Type: | Package |
Title: | A Model for Semi-Supervised Keyword Extraction from Word Embedding Models |
Version: | 1.2.5 |
Description: | A fast and computationally efficient algorithm designed to enable researchers to efficiently and quickly extract semantically-related keywords using a fitted embedding model. For more details about the methods applied, see Chester (2025). <doi:10.17605/OSF.IO/5B7RQ>. |
Encoding: | UTF-8 |
License: | GPL-3 |
Depends: | R (≥ 4.1.0) |
Imports: | data.table (≥ 1.14.8), textstem (≥ 0.1.4) |
Suggests: | knitr, R.utils, rmarkdown, spelling, testthat |
LinkingTo: | Rcpp |
LazyData: | TRUE |
LazyDataCompression: | xz |
RoxygenNote: | 7.3.2 |
Language: | en-US |
NeedsCompilation: | yes |
Packaged: | 2025-05-30 01:35:12 UTC; patrick |
Author: | Patrick Chester [aut, cre] |
Maintainer: | Patrick Chester <patrickjchester@gmail.com> |
Repository: | CRAN |
Date/Publication: | 2025-06-03 09:30:09 UTC |
Returns cosine cosimilarity matrix for the terms generated by keyclust
Description
A function that extracts the cosimilarity matrix for
terms generated by keyclust()
Usage
cosimilarity_matrix(x)
Arguments
x |
output from |
Value
An N x N matrix of cosine cosimilarity values, where n is the number of terms in the provided embedding model
Algorithm designed to efficiently extract keywords from a cosine similarity matrix
Description
This function takes a cosine similarity matrix derived from a word embedding model, along with a set of seed words and outputs a semantically-related set of keywords of a length and cosimilarity determined by the user
Usage
keyclust(
sim_mat,
seed_words,
sim_thresh = 0.25,
max_n = 50,
dictionary = NULL,
exclude = NULL,
verbose = TRUE
)
Arguments
sim_mat |
A cosine similarity matrix produced by cosine. |
seed_words |
A set of user-provided seed words that best represent the target concept. |
sim_thresh |
Minimum cosine similarity a candidate word must have to the existing set of keywords for it to be added. |
max_n |
The maximum size of the output set of keywords. |
dictionary |
An optional dictionary that maps metadata, such as definitions, to keywords. |
exclude |
A vector of words that the user does not want included in the final keyword set. |
verbose |
If true, keyclust will produce live updates as it adds keywords. |
Value
A list containing a data frame of keywords and their cosine similarities, and a matrix of cosine similarities.
Examples
# Create a set of keywords using a pre-defined set of seeds
seeds <- c("october", "november")
# Create a cosine similarity matrix from a word embedding model
simmat_FasttextEng_sample <- wordemb_FasttextEng_sample |>
process_embed(words='words') |>
similarity_matrix(words = "words")
# Use keyclust to generate a set of keywords
months <- keyclust(simmat_FasttextEng_sample, seed_words = seeds, max_n = 8)

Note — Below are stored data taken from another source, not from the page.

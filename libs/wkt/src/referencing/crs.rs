use super::{Authority, CoordinateSystem, GeodeticDatum, VerticalDatum};
use crate::error::{Error, Result};
use crate::transform::ParameterizedTransform;
use meridian_units::{Dimension, Unit};
use std::borrow::Cow;

fn require(unit: &Unit, dimension: Dimension, role: &str, crs: &str) -> Result<()> {
    if unit.dimension() == dimension {
        Ok(())
    } else {
        Err(Error::InvalidObject(format!(
            "{} unit of '{}' must be {:?}, got {}",
            role, crs, dimension, unit
        )))
    }
}

#[derive(Debug, Clone, PartialEq)]
pub struct GeographicCrs {
    name: String,
    datum: GeodeticDatum,
    angular_unit: Unit,
    coordinate_system: CoordinateSystem,
    authority: Option<Authority>,
}

impl GeographicCrs {
    pub fn new(
        name: impl Into<String>,
        datum: GeodeticDatum,
        angular_unit: Unit,
        coordinate_system: CoordinateSystem,
    ) -> Result<Self> {
        let name = name.into();
        require(&angular_unit, Dimension::Angle, "angular", &name)?;
        if coordinate_system.dimension() < 2 {
            return Err(Error::InvalidObject(format!(
                "geographic CRS '{}' needs at least 2 axes",
                name
            )));
        }
        Ok(Self {
            name,
            datum,
            angular_unit,
            coordinate_system,
            authority: None,
        })
    }

    pub fn with_authority(mut self, authority: impl Into<Option<Authority>>) -> Self {
        self.authority = authority.into();
        self
    }

    pub fn name(&self) -> &str {
        &self.name
    }

    pub fn datum(&self) -> &GeodeticDatum {
        &self.datum
    }

    pub fn angular_unit(&self) -> &Unit {
        &self.angular_unit
    }

    pub fn coordinate_system(&self) -> &CoordinateSystem {
        &self.coordinate_system
    }

    pub fn authority(&self) -> Option<&Authority> {
        self.authority.as_ref()
    }
}

/// A geographic CRS projected onto a plane by a map-projection conversion.
#[derive(Debug, Clone, PartialEq)]
pub struct ProjectedCrs {
    name: String,
    base: GeographicCrs,
    conversion: ParameterizedTransform,
    linear_unit: Unit,
    coordinate_system: CoordinateSystem,
    authority: Option<Authority>,
}

impl ProjectedCrs {
    pub fn new(
        name: impl Into<String>,
        base: GeographicCrs,
        conversion: ParameterizedTransform,
        linear_unit: Unit,
        coordinate_system: CoordinateSystem,
    ) -> Result<Self> {
        let name = name.into();
        require(&linear_unit, Dimension::Length, "linear", &name)?;
        if coordinate_system.dimension() != conversion.target_dimensions() {
            return Err(Error::InvalidObject(format!(
                "projected CRS '{}' has {} axes but {} outputs {} dimensions",
                name,
                coordinate_system.dimension(),
                conversion.method(),
                conversion.target_dimensions()
            )));
        }
        Ok(Self {
            name,
            base,
            conversion,
            linear_unit,
            coordinate_system,
            authority: None,
        })
    }

    pub fn with_authority(mut self, authority: impl Into<Option<Authority>>) -> Self {
        self.authority = authority.into();
        self
    }

    pub fn name(&self) -> &str {
        &self.name
    }

    pub fn base(&self) -> &GeographicCrs {
        &self.base
    }

    /// Conversion from the base CRS; parameter values are in metres and degrees.
    pub fn conversion(&self) -> &ParameterizedTransform {
        &self.conversion
    }

    pub fn linear_unit(&self) -> &Unit {
        &self.linear_unit
    }

    pub fn coordinate_system(&self) -> &CoordinateSystem {
        &self.coordinate_system
    }

    pub fn authority(&self) -> Option<&Authority> {
        self.authority.as_ref()
    }
}

#[derive(Debug, Clone, PartialEq)]
pub struct GeocentricCrs {
    name: String,
    datum: GeodeticDatum,
    linear_unit: Unit,
    coordinate_system: CoordinateSystem,
    authority: Option<Authority>,
}

impl GeocentricCrs {
    pub fn new(
        name: impl Into<String>,
        datum: GeodeticDatum,
        linear_unit: Unit,
        coordinate_system: CoordinateSystem,
    ) -> Result<Self> {
        let name = name.into();
        require(&linear_unit, Dimension::Length, "linear", &name)?;
        if coordinate_system.dimension() != 3 {
            return Err(Error::InvalidObject(format!(
                "geocentric CRS '{}' needs 3 axes, got {}",
                name,
                coordinate_system.dimension()
            )));
        }
        Ok(Self {
            name,
            datum,
            linear_unit,
            coordinate_system,
            authority: None,
        })
    }

    pub fn with_authority(mut self, authority: impl Into<Option<Authority>>) -> Self {
        self.authority = authority.into();
        self
    }

    pub fn name(&self) -> &str {
        &self.name
    }

    pub fn datum(&self) -> &GeodeticDatum {
        &self.datum
    }

    pub fn linear_unit(&self) -> &Unit {
        &self.linear_unit
    }

    pub fn coordinate_system(&self) -> &CoordinateSystem {
        &self.coordinate_system
    }

    pub fn authority(&self) -> Option<&Authority> {
        self.authority.as_ref()
    }
}

#[derive(Debug, Clone, PartialEq)]
pub struct VerticalCrs {
    name: String,
    datum: VerticalDatum,
    linear_unit: Unit,
    coordinate_system: CoordinateSystem,
    authority: Option<Authority>,
}

impl VerticalCrs {
    pub fn new(
        name: impl Into<String>,
        datum: VerticalDatum,
        linear_unit: Unit,
        coordinate_system: CoordinateSystem,
    ) -> Result<Self> {
        let name = name.into();
        require(&linear_unit, Dimension::Length, "linear", &name)?;
        if coordinate_system.dimension() != 1 {
            return Err(Error::InvalidObject(format!(
                "vertical CRS '{}' needs exactly one axis, got {}",
                name,
                coordinate_system.dimension()
            )));
        }
        Ok(Self {
            name,
            datum,
            linear_unit,
            coordinate_system,
            authority: None,
        })
    }

    pub fn with_authority(mut self, authority: impl Into<Option<Authority>>) -> Self {
        self.authority = authority.into();
        self
    }

    pub fn name(&self) -> &str {
        &self.name
    }

    pub fn datum(&self) -> &VerticalDatum {
        &self.datum
    }

    pub fn linear_unit(&self) -> &Unit {
        &self.linear_unit
    }

    pub fn coordinate_system(&self) -> &CoordinateSystem {
        &self.coordinate_system
    }

    pub fn authority(&self) -> Option<&Authority> {
        self.authority.as_ref()
    }
}

/// Two or more CRS whose axes are used side by side.
#[derive(Debug, Clone, PartialEq)]
pub struct CompoundCrs {
    name: String,
    components: Vec<CoordinateReferenceSystem>,
    authority: Option<Authority>,
}

impl CompoundCrs {
    pub fn new(
        name: impl Into<String>,
        components: Vec<CoordinateReferenceSystem>,
    ) -> Result<Self> {
        let name = name.into();
        if components.len() < 2 {
            return Err(Error::InvalidObject(format!(
                "compound CRS '{}' needs at least 2 components",
                name
            )));
        }
        Ok(Self {
            name,
            components,
            authority: None,
        })
    }

    pub fn with_authority(mut self, authority: impl Into<Option<Authority>>) -> Self {
        self.authority = authority.into();
        self
    }

    pub fn name(&self) -> &str {
        &self.name
    }

    pub fn components(&self) -> &[CoordinateReferenceSystem] {
        &self.components
    }

    pub fn authority(&self) -> Option<&Authority> {
        self.authority.as_ref()
    }
}

#[derive(Debug, Clone, PartialEq)]
pub enum CoordinateReferenceSystem {
    Geographic(GeographicCrs),
    Projected(ProjectedCrs),
    Geocentric(GeocentricCrs),
    Vertical(VerticalCrs),
    Compound(CompoundCrs),
}

impl CoordinateReferenceSystem {
    pub fn name(&self) -> &str {
        match self {
            CoordinateReferenceSystem::Geographic(crs) => crs.name(),
            CoordinateReferenceSystem::Projected(crs) => crs.name(),
            CoordinateReferenceSystem::Geocentric(crs) => crs.name(),
            CoordinateReferenceSystem::Vertical(crs) => crs.name(),
            CoordinateReferenceSystem::Compound(crs) => crs.name(),
        }
    }

    pub fn authority(&self) -> Option<&Authority> {
        match self {
            CoordinateReferenceSystem::Geographic(crs) => crs.authority(),
            CoordinateReferenceSystem::Projected(crs) => crs.authority(),
            CoordinateReferenceSystem::Geocentric(crs) => crs.authority(),
            CoordinateReferenceSystem::Vertical(crs) => crs.authority(),
            CoordinateReferenceSystem::Compound(crs) => crs.authority(),
        }
    }

    /// Axes in coordinate order; a compound CRS lists its components' axes in turn.
    pub fn coordinate_system(&self) -> Cow<'_, CoordinateSystem> {
        match self {
            CoordinateReferenceSystem::Geographic(crs) => Cow::Borrowed(crs.coordinate_system()),
            CoordinateReferenceSystem::Projected(crs) => Cow::Borrowed(crs.coordinate_system()),
            CoordinateReferenceSystem::Geocentric(crs) => Cow::Borrowed(crs.coordinate_system()),
            CoordinateReferenceSystem::Vertical(crs) => Cow::Borrowed(crs.coordinate_system()),
            CoordinateReferenceSystem::Compound(crs) => {
                let parts: Vec<Cow<'_, CoordinateSystem>> = crs
                    .components()
                    .iter()
                    .map(CoordinateReferenceSystem::coordinate_system)
                    .collect();
                Cow::Owned(CoordinateSystem::concatenated(parts.iter().map(|cs| cs.as_ref())))
            }
        }
    }

    pub fn dimension(&self) -> usize {
        match self {
            CoordinateReferenceSystem::Compound(crs) => {
                crs.components().iter().map(Self::dimension).sum()
            }
            other => other.coordinate_system().dimension(),
        }
    }

    /// Geodetic datum, for a compound CRS the first one found among its components.
    pub fn geodetic_datum(&self) -> Option<&GeodeticDatum> {
        match self {
            CoordinateReferenceSystem::Geographic(crs) => Some(crs.datum()),
            CoordinateReferenceSystem::Projected(crs) => Some(crs.base().datum()),
            CoordinateReferenceSystem::Geocentric(crs) => Some(crs.datum()),
            CoordinateReferenceSystem::Vertical(_) => None,
            CoordinateReferenceSystem::Compound(crs) => {
                crs.components().iter().find_map(Self::geodetic_datum)
            }
        }
    }

    /// WKT keyword this CRS is written with.
    pub fn keyword(&self) -> &'static str {
        match self {
            CoordinateReferenceSystem::Geographic(_) => "GEOGCS",
            CoordinateReferenceSystem::Projected(_) => "PROJCS",
            CoordinateReferenceSystem::Geocentric(_) => "GEOCCS",
            CoordinateReferenceSystem::Vertical(_) => "VERT_CS",
            CoordinateReferenceSystem::Compound(_) => "COMPD_CS",
        }
    }
}

impl From<GeographicCrs> for CoordinateReferenceSystem {
    fn from(value: GeographicCrs) -> Self {
        CoordinateReferenceSystem::Geographic(value)
    }
}

impl From<ProjectedCrs> for CoordinateReferenceSystem {
    fn from(value: ProjectedCrs) -> Self {
        CoordinateReferenceSystem::Projected(value)
    }
}

impl From<GeocentricCrs> for CoordinateReferenceSystem {
    fn from(value: GeocentricCrs) -> Self {
        CoordinateReferenceSystem::Geocentric(value)
    }
}

impl From<VerticalCrs> for CoordinateReferenceSystem {
    fn from(value: VerticalCrs) -> Self {
        CoordinateReferenceSystem::Vertical(value)
    }
}

impl From<CompoundCrs> for CoordinateReferenceSystem {
    fn from(value: CompoundCrs) -> Self {
        CoordinateReferenceSystem::Compound(value)
    }
}

#[cfg(test)]
mod tests {
    use super::super::{Axis, AxisDirection, Ellipsoid, PrimeMeridian, VerticalDatumType};
    use super::*;
    use meridian_units::unit;

    fn wgs84() -> GeographicCrs {
        let ellipsoid = Ellipsoid::from_inverse_flattening("WGS 84", 6378137.0, 298.257223563)
            .unwrap();
        let datum = GeodeticDatum::new("WGS_1984", ellipsoid, PrimeMeridian::greenwich());
        let cs = CoordinateSystem::new([
            Axis::new("Lon", AxisDirection::East, unit::DEGREE),
            Axis::new("Lat", AxisDirection::North, unit::DEGREE),
        ])
        .unwrap();
        GeographicCrs::new("WGS 84", datum, unit::DEGREE, cs).unwrap()
    }

    fn height() -> VerticalCrs {
        let cs = CoordinateSystem::new([Axis::new("Z", AxisDirection::Up, unit::METRE)]).unwrap();
        VerticalCrs::new(
            "EGM96",
            VerticalDatum::new("EGM96", VerticalDatumType::GeoidModelDerived),
            unit::METRE,
            cs,
        )
        .unwrap()
    }

    #[test]
    fn geographic_requires_angular_unit() {
        let crs = wgs84();
        let err = GeographicCrs::new(
            "bad",
            crs.datum().clone(),
            unit::METRE,
            crs.coordinate_system().clone(),
        );
        assert!(matches!(err, Err(Error::InvalidObject(_))));
    }

    #[test]
    fn compound_concatenates_axes() {
        let compound = CompoundCrs::new("WGS 84 + EGM96", vec![wgs84().into(), height().into()])
            .unwrap();
        let crs = CoordinateReferenceSystem::from(compound);
        assert_eq!(crs.dimension(), 3);
        let directions: Vec<AxisDirection> = crs
            .coordinate_system()
            .axes()
            .iter()
            .map(Axis::direction)
            .collect();
        assert_eq!(
            directions,
            [AxisDirection::East, AxisDirection::North, AxisDirection::Up]
        );
        assert_eq!(crs.geodetic_datum().map(GeodeticDatum::name), Some("WGS_1984"));
        assert_eq!(crs.keyword(), "COMPD_CS");
    }

    #[test]
    fn compound_needs_two_parts() {
        assert!(CompoundCrs::new("lonely", vec![wgs84().into()]).is_err());
    }
}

Prints terms generated by keyclust
Description
Prints terms generated by keyclust
Usage
## S3 method for class 'keyclust'
print(x, ...)
Arguments
x |
output from |
... |
additional arguments not used |
Value
A message indicating the number of keywords produced and a preview of the first few keywords.
A tool designed to reduce redundant terms in a fitted embedding model
Description
Takes a fitted embedding model as an input. Allows users to combine embeddings by the case, stem, or lemma of associated terms.
Usage
process_embed(
x,
words = NULL,
punct = TRUE,
tolower = TRUE,
lemmatize = TRUE,
stem = FALSE
)
Arguments
x |
A fitted word embedding model in the data frame format |
words |
The name of a column that corresponds to the word dimension of the fitted word embeddings |
punct |
Removes punctuation |
tolower |
Combines terms that differ by case |
lemmatize |
Combines terms that share a common lemma. Uses the lexicon package by default. |
stem |
Combines terms that share a common stem. Note: Stemming should not be used in conjunction with lemmatize. |
Value
A data frame with the same columns as the input, but with redundant terms combined.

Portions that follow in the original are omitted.